Bear in mind that only messages in which this is deemed to be the “primary purpose” or the message would qualify. We’ll cover this distinction in more detail later on in the guide.
Requirements for the Message
If your message is deemed “commercial,” it must comply with specific requirements outlined in this bill.
The CAN-SPAM legislation lays out specific rules for different parts of the message. It also makes it clear how legitimate businesses should send their messages to consumers to remain compliant.
Let’s break it down using an example.
Another key component of the CAN-SPAM law requires businesses to include—and comply with—requests for an opt-out of future emails.
Most email service providers allow users to opt out of messages by default.
It’s important to make sure that these links work and do not affect the design or layout of an email in a way that obstructs, hides, or otherwise renders the link inoperable. This could be a violation of CAN-SPAM.
Penalties and Punishments
The punishment for violating CAN-SPAM law can be quite steep.
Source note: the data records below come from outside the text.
use super::{types::Config, ConfigError};

/// Validate configuration
/// Currently validates:
/// - Storage path is not empty
/// - Website page title is not empty
pub fn validate_config(config: &Config) -> Result<(), ConfigError> {
    if config.storage.path.as_os_str().is_empty() {
        return Err(ConfigError::ValidationError(
            "storage.path cannot be empty".to_string(),
        ));
    }

    if config.website.title.trim().is_empty() {
        return Err(ConfigError::ValidationError(
            "website.title cannot be empty".to_string(),
        ));
    }

    Ok(())
}
use std::io::{self, BufReader};
use std::path::PathBuf;
use std::sync::Arc;

use anyhow::{Context, Result};
use tracing::{error, info};
use tracing_subscriber::{layer::SubscriberExt, util::SubscriberInitExt};

use cinelog_core::{
    create_library, load_config, validate_config, Config, MetadataProvider, OmdbClient,
};

use cinelog_cli::app::App;

/// Application version
const VERSION: &str = env!("CARGO_PKG_VERSION");

#[tokio::main]
async fn main() {
    if let Err(e) = run().await {
        error!("Fatal error: {}", e);
        std::process::exit(1);
    }
}

async fn run() -> Result<()> {
    // Initialize logging. Diagnostics go to stderr so the menu on stdout
    // stays readable.
    tracing_subscriber::registry()
        .with(
            tracing_subscriber::EnvFilter::try_from_default_env()
                .unwrap_or_else(|_| "warn".into()),
        )
        .with(tracing_subscriber::fmt::layer().with_writer(io::stderr))
        .init();

    info!("cinelog v{}", VERSION);

    // Determine config path
    let config_path = std::env::var("CINELOG_CONFIG")
        .map(PathBuf::from)
        .unwrap_or_else(|_| PathBuf::from("config.toml"));

    // Load configuration; a missing file means a zero-config first run.
    let config = if config_path.exists() {
        info!("Loading configuration from {:?}", config_path);
        load_config(&config_path)
            .with_context(|| format!("Failed to load config from {:?}", config_path))?
    } else {
        info!("No config file at {:?}, using defaults", config_path);
        Config::default()
    };

    validate_config(&config).context("Configuration validation failed")?;

    info!("Storage backend: {:?}", config.storage.backend);
    info!("Library path: {:?}", config.storage.path);

    let library = create_library(&config.storage);
    let provider: Arc<dyn MetadataProvider> = Arc::new(
        OmdbClient::new(config.omdb.clone()).context("Failed to create OMDb client")?,
    );

    let mut app = App::new(
        library,
        provider,
        config.website.clone(),
        BufReader::new(io::stdin()),
        io::stdout(),
    );
    app.run().await.context("I/O error in the menu loop")?;

    Ok(())
}
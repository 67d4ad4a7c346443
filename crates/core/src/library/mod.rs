//! Movie library - flat-file persistence for the catalog.
//!
//! Two backends implement the same contract: a delimited-text file (CSV)
//! and a structured document (JSON). Every operation loads the whole
//! collection from disk and every mutation rewrites the whole file; there
//! is no locking and no atomic write, so concurrent external writers can
//! race (known limitation).

mod csv;
mod json;
mod types;

pub use csv::CsvLibrary;
pub use json::JsonLibrary;
pub use types::*;

use crate::config::{StorageBackend, StorageConfig};

/// Trait for movie library storage.
pub trait MovieLibrary: Send + Sync {
    /// Load the full collection.
    ///
    /// A missing backing file yields an empty collection; a file that
    /// exists but cannot be parsed as the backend's format is an error.
    fn list(&self) -> Result<MovieCollection, LibraryError>;

    /// Insert or overwrite the record for `title`, then persist.
    ///
    /// Fields are stored as given; rating, year and poster are never
    /// validated here.
    fn add(
        &self,
        title: &str,
        rating: Option<Rating>,
        year: &str,
        poster: &str,
    ) -> Result<(), LibraryError>;

    /// Remove a record, matching the title case-insensitively.
    ///
    /// An absent title fails with `LibraryError::NotFound` and leaves the
    /// backing file untouched.
    fn delete(&self, title: &str) -> Result<(), LibraryError>;

    /// Overwrite only the supplied fields of a record, matching the title
    /// case-insensitively, then persist.
    fn update(
        &self,
        title: &str,
        rating: Option<Rating>,
        year: Option<&str>,
    ) -> Result<(), LibraryError>;
}

/// Create the library backend selected by configuration.
pub fn create_library(config: &StorageConfig) -> Box<dyn MovieLibrary> {
    match config.backend {
        StorageBackend::Csv => Box::new(CsvLibrary::new(&config.path)),
        StorageBackend::Json => Box::new(JsonLibrary::new(&config.path)),
    }
}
Penalties can reach over $40,000 for each email message found to be in violation. So, total costs for a breach of the CAN-SPAM regulations could easily reach millions of dollars.
However, one major limitation of CAN-SPAM is that individuals cannot file lawsuits for breach of the law. Instead, they must file complaints with the U.S. Federal Trade Commission (FTC). The FTC is then responsible for lawsuits and punishments to companies that violate regulations.
Of course, that shouldn’t be seen as an invitation to violate the rules. With such simple rules for compliance and such huge risks for noncompliance, it seems obvious that it’s worth any additional time and investment to make sure all emails are 100% compliant.
CAN-SPAM and Appointment Reminders
With all of these regulations, it’s fair to wonder if appointment reminders and other messages are subject to such rules.
Luckily, this seems to be fairly straightforward. Appointment reminders in and of themselves would not be subject to CAN-SPAM laws.
According to the law, these messages would be considered “relationship” or “transactional” messages (not “commercial”). This eschews the need to meet the full CAN-SPAM regulations.
Things do become a bit murkier when you combine a relationship/transactional message with elements of a commercial message. Imagine your appointment reminders also included messages encouraging your patients/clients to book future services or to take advantage of an upcoming deal.
But the FTC has also given pretty clear standards here.
Per the FTC’s guidelines for businesses with regard to CAN-SPAM, they make the following statement:
If a recipient reasonably interpreting the subject line would likely conclude that the message contains an advertisement or promotion for a commercial product or service or if the message’s transactional or relationship content does not appear mainly at the beginning of the message, the primary purpose of the message is commercial.
This tells us that, although subjective, there is a clear standard for what messages are subject to all of the CAN-SPAM regulations and those that are not. In the case of appointment reminders, even messages containing some commercial intent (e.g., an upsell or re-book offer) would still be considered a transactional or relationship message if the “primary purpose” of that email can be reasonably considered to be such.
So, as long as the appointment reminders you’re sending place most of the emphasis on providing the details about the transaction or relationship, including some commercial messaging, would be permitted without necessarily meeting all the additional CAN-SPAM requirements.
Of course, making sure all your messages are fully compliant may still be worth the effort.
While the CAN-SPAM Act may seem like a complex beast, it does not represent a significant hurdle for most businesses.
The requirements are clear and align with most good marketing and business practices. As such, compliance should not be a major issue as long as businesses take the time to understand the basics of the law and act accordingly.